WORK TASK >> Restate every entry word for word.

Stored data
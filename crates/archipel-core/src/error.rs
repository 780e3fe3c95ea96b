//! Error types for the `archipel-core` crate.
//!
//! [`CommandError`] covers every reason a player command can be refused.
//! Commands validate completely before touching the world, so an error
//! always means nothing was changed. The `Display` text is the
//! human-readable message returned to the client.

use archipel_types::{
    BuildingCategory, BuildingKind, CityId, IslandId, PlayerId, Research, Resource, TransportId,
    TransportState,
};
use archipel_world::WorldError;
use rust_decimal::Decimal;

/// Why a command was refused.
#[derive(Debug, thiserror::Error)]
pub enum CommandError {
    /// The player does not exist.
    #[error("unknown player: {0}")]
    PlayerNotFound(PlayerId),

    /// The city does not exist.
    #[error("unknown city: {0}")]
    CityNotFound(CityId),

    /// The island has no site for that resource.
    #[error("no {resource:?} site on island {island}")]
    SiteNotFound {
        /// Island searched.
        island: IslandId,
        /// Resource the site would yield.
        resource: Resource,
    },

    /// No active transport has that id.
    #[error("transport {0} not found")]
    TransportNotFound(TransportId),

    /// The player does not own the city.
    #[error("you do not own city {0}")]
    NotOwner(CityId),

    /// The building kind is not in the building table.
    #[error("unknown building {0:?}")]
    UnknownBuilding(BuildingKind),

    /// A research gate is still closed.
    #[error("research {0:?} is required")]
    ResearchRequired(Research),

    /// The slot index is outside the city layout.
    #[error("slot {0} does not exist")]
    InvalidSlot(usize),

    /// The slot does not accept this kind of building.
    #[error("slot {slot} only accepts {expected:?} buildings")]
    WrongSlotCategory {
        /// Slot requested.
        slot: usize,
        /// Category the slot accepts.
        expected: BuildingCategory,
    },

    /// Another building stands in the slot.
    #[error("slot {slot} is occupied by a {occupant:?}")]
    SlotOccupied {
        /// Slot requested.
        slot: usize,
        /// Building already there.
        occupant: BuildingKind,
    },

    /// The slot holds nothing to act on.
    #[error("slot {0} is empty")]
    EmptySlot(usize),

    /// The building is still being built.
    #[error("construction already in progress in slot {0}")]
    ConstructionInProgress(usize),

    /// The building is not under construction.
    #[error("no construction in progress in slot {0}")]
    NotUnderConstruction(usize),

    /// The building is at its top level.
    #[error("{0:?} is already at its maximum level")]
    MaxLevelReached(BuildingKind),

    /// The city already has as many buildings of this kind as allowed.
    #[error("maximum number of {0:?} reached")]
    MaxCountReached(BuildingKind),

    /// The building table has no entry for the target level.
    #[error("no data for {kind:?} level {level}")]
    MissingLevel {
        /// Building kind.
        kind: BuildingKind,
        /// Level looked up.
        level: u32,
    },

    /// The city does not hold enough of a resource.
    #[error("insufficient {resource:?}: {required} required, {available} available")]
    InsufficientResources {
        /// Resource short.
        resource: Resource,
        /// Amount needed.
        required: Decimal,
        /// Amount held.
        available: Decimal,
    },

    /// The resource cannot be harvested on a site.
    #[error("{0:?} is not harvested on island sites")]
    NotHarvestable(Resource),

    /// The city has no finished academy.
    #[error("city has no finished academy")]
    NoAcademy,

    /// The city does not stand on the site's island.
    #[error("city {0} is not on this island")]
    NotOnIsland(CityId),

    /// The resource is not part of the current upgrade cost.
    #[error("{0:?} is not required for this level")]
    NotRequired(Resource),

    /// The site already received everything it needs of this resource.
    #[error("the site already received all the {0:?} it needs")]
    AlreadyFunded(Resource),

    /// The requested amount is zero.
    #[error("amount must be positive")]
    ZeroAmount,

    /// The player lacks available ships.
    #[error("not enough ships: {required} required, {available} available")]
    NotEnoughShips {
        /// Ships requested.
        required: u32,
        /// Ships in port.
        available: u32,
    },

    /// The transport can no longer be cancelled.
    #[error("transport {id} cannot be cancelled while {state:?}")]
    CannotCancel {
        /// Transport id.
        id: TransportId,
        /// Its current state.
        state: TransportState,
    },

    /// The player owns no city.
    #[error("player owns no city")]
    NoCity,

    /// The research is already unlocked.
    #[error("research {0:?} is already unlocked")]
    AlreadyUnlocked(Research),

    /// The research is not in the research table.
    #[error("unknown research {0:?}")]
    UnknownResearch(Research),

    /// Not enough research points.
    #[error("not enough research points: {required} required, {available} available")]
    NotEnoughResearchPoints {
        /// Points needed.
        required: Decimal,
        /// Points held.
        available: Decimal,
    },

    /// Remaining construction time is above the instant threshold.
    #[error("{remaining} seconds remain, instant completion needs {threshold} or less")]
    TooFarFromCompletion {
        /// Seconds left.
        remaining: u64,
        /// Highest allowed.
        threshold: u64,
    },

    /// The city has no plague to cure.
    #[error("city has no plague")]
    NoPlague,

    /// Hygiene must reach 100 percent before a cure.
    #[error("hygiene is {0}%, a cure needs 100%")]
    HygieneTooLow(u32),

    /// Another player owns the city.
    #[error("city is already owned by another player")]
    CityTaken,

    /// The city name is empty.
    #[error("city name must not be empty")]
    EmptyName,

    /// The username is empty.
    #[error("username must not be empty")]
    EmptyUsername,

    /// The credential does not match.
    #[error("wrong credential for {0}")]
    WrongCredential(String),

    /// An arena operation failed.
    #[error("world error: {source}")]
    World {
        /// The underlying arena error.
        #[from]
        source: WorldError,
    },
}

impl CommandError {
    /// Whether the error names an entity that does not exist.
    pub const fn is_not_found(&self) -> bool {
        matches!(
            self,
            Self::PlayerNotFound(_)
                | Self::CityNotFound(_)
                | Self::SiteNotFound { .. }
                | Self::TransportNotFound(_)
        )
    }
}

REPLY TO THE EXERCISE >>
filename crates/archipel-core/src/error.rs
repository 780e3fe3c95ea96b
//! Error types for the `archipel-core` crate.
//!
//! [`CommandError`] covers every reason a player command can be refused.
//! Commands validate completely before touching the world, so an error
//! always means nothing was changed. The `Display` text is the
//! human-readable message returned to the client.

use archipel_types::{
    BuildingCategory, BuildingKind, CityId, IslandId, PlayerId, Research, Resource, TransportId,
    TransportState,
};
use archipel_world::WorldError;
use rust_decimal::Decimal;

/// Why a command was refused.
#[derive(Debug, thiserror::Error)]
pub enum CommandError {
    /// The player does not exist.
    #[error("unknown player: {0}")]
    PlayerNotFound(PlayerId),

    /// The city does not exist.
    #[error("unknown city: {0}")]
    CityNotFound(CityId),

    /// The island has no site for that resource.
    #[error("no {resource:?} site on island {island}")]
    SiteNotFound {
        /// Island searched.
        island: IslandId,
        /// Resource the site would yield.
        resource: Resource,
    },

    /// No active transport has that id.
    #[error("transport {0} not found")]
    TransportNotFound(TransportId),

    /// The player does not own the city.
    #[error("you do not own city {0}")]
    NotOwner(CityId),

    /// The building kind is not in the building table.
    #[error("unknown building {0:?}")]
    UnknownBuilding(BuildingKind),

    /// A research gate is still closed.
    #[error("research {0:?} is required")]
    ResearchRequired(Research),

    /// The slot index is outside the city layout.
    #[error("slot {0} does not exist")]
    InvalidSlot(usize),

    /// The slot does not accept this kind of building.
    #[error("slot {slot} only accepts {expected:?} buildings")]
    WrongSlotCategory {
        /// Slot requested.
        slot: usize,
        /// Category the slot accepts.
        expected: BuildingCategory,
    },

    /// Another building stands in the slot.
    #[error("slot {slot} is occupied by a {occupant:?}")]
    SlotOccupied {
        /// Slot requested.
        slot: usize,
        /// Building already there.
        occupant: BuildingKind,
    },

    /// The slot holds nothing to act on.
    #[error("slot {0} is empty")]
    EmptySlot(usize),

    /// The building is still being built.
    #[error("construction already in progress in slot {0}")]
    ConstructionInProgress(usize),

    /// The building is not under construction.
    #[error("no construction in progress in slot {0}")]
    NotUnderConstruction(usize),

    /// The building is at its top level.
    #[error("{0:?} is already at its maximum level")]
    MaxLevelReached(BuildingKind),

    /// The city already has as many buildings of this kind as allowed.
    #[error("maximum number of {0:?} reached")]
    MaxCountReached(BuildingKind),

    /// The building table has no entry for the target level.
    #[error("no data for {kind:?} level {level}")]
    MissingLevel {
        /// Building kind.
        kind: BuildingKind,
        /// Level looked up.
        level: u32,
    },

    /// The city does not hold enough of a resource.
    #[error("insufficient {resource:?}: {required} required, {available} available")]
    InsufficientResources {
        /// Resource short.
        resource: Resource,
        /// Amount needed.
        required: Decimal,
        /// Amount held.
        available: Decimal,
    },

    /// The resource cannot be harvested on a site.
    #[error("{0:?} is not harvested on island sites")]
    NotHarvestable(Resource),

    /// The city has no finished academy.
    #[error("city has no finished academy")]
    NoAcademy,

    /// The city does not stand on the site's island.
    #[error("city {0} is not on this island")]
    NotOnIsland(CityId),

    /// The resource is not part of the current upgrade cost.
    #[error("{0:?} is not required for this level")]
    NotRequired(Resource),

    /// The site already received everything it needs of this resource.
    #[error("the site already received all the {0:?} it needs")]
    AlreadyFunded(Resource),

    /// The requested amount is zero.
    #[error("amount must be positive")]
    ZeroAmount,

    /// The player lacks available ships.
    #[error("not enough ships: {required} required, {available} available")]
    NotEnoughShips {
        /// Ships requested.
        required: u32,
        /// Ships in port.
        available: u32,
    },

    /// The transport can no longer be cancelled.
    #[error("transport {id} cannot be cancelled while {state:?}")]
    CannotCancel {
        /// Transport id.
        id: TransportId,
        /// Its current state.
        state: TransportState,
    },

    /// The player owns no city.
    #[error("player owns no city")]
    NoCity,

    /// The research is already unlocked.
    #[error("research {0:?} is already unlocked")]
    AlreadyUnlocked(Research),

    /// The research is not in the research table.
    #[error("unknown research {0:?}")]
    UnknownResearch(Research),

    /// Not enough research points.
    #[error("not enough research points: {required} required, {available} available")]
    NotEnoughResearchPoints {
        /// Points needed.
        required: Decimal,
        /// Points held.
        available: Decimal,
    },

    /// Remaining construction time is above the instant threshold.
    #[error("{remaining} seconds remain, instant completion needs {threshold} or less")]
    TooFarFromCompletion {
        /// Seconds left.
        remaining: u64,
        /// Highest allowed.
        threshold: u64,
    },

    /// The city has no plague to cure.
    #[error("city has no plague")]
    NoPlague,

    /// Hygiene must reach 100 percent before a cure.
    #[error("hygiene is {0}%, a cure needs 100%")]
    HygieneTooLow(u32),

    /// Another player owns the city.
    #[error("city is already owned by another player")]
    CityTaken,

    /// The city name is empty.
    #[error("city name must not be empty")]
    EmptyName,

    /// The username is empty.
    #[error("username must not be empty")]
    EmptyUsername,

    /// The credential does not match.
    #[error("wrong credential for {0}")]
    WrongCredential(String),

    /// An arena operation failed.
    #[error("world error: {source}")]
    World {
        /// The underlying arena error.
        #[from]
        source: WorldError,
    },
}

impl CommandError {
    /// Whether the error names an entity that does not exist.
    pub const fn is_not_found(&self) -> bool {
        matches!(
            self,
            Self::PlayerNotFound(_)
                | Self::CityNotFound(_)
                | Self::SiteNotFound { .. }
                | Self::TransportNotFound(_)
        )
    }
}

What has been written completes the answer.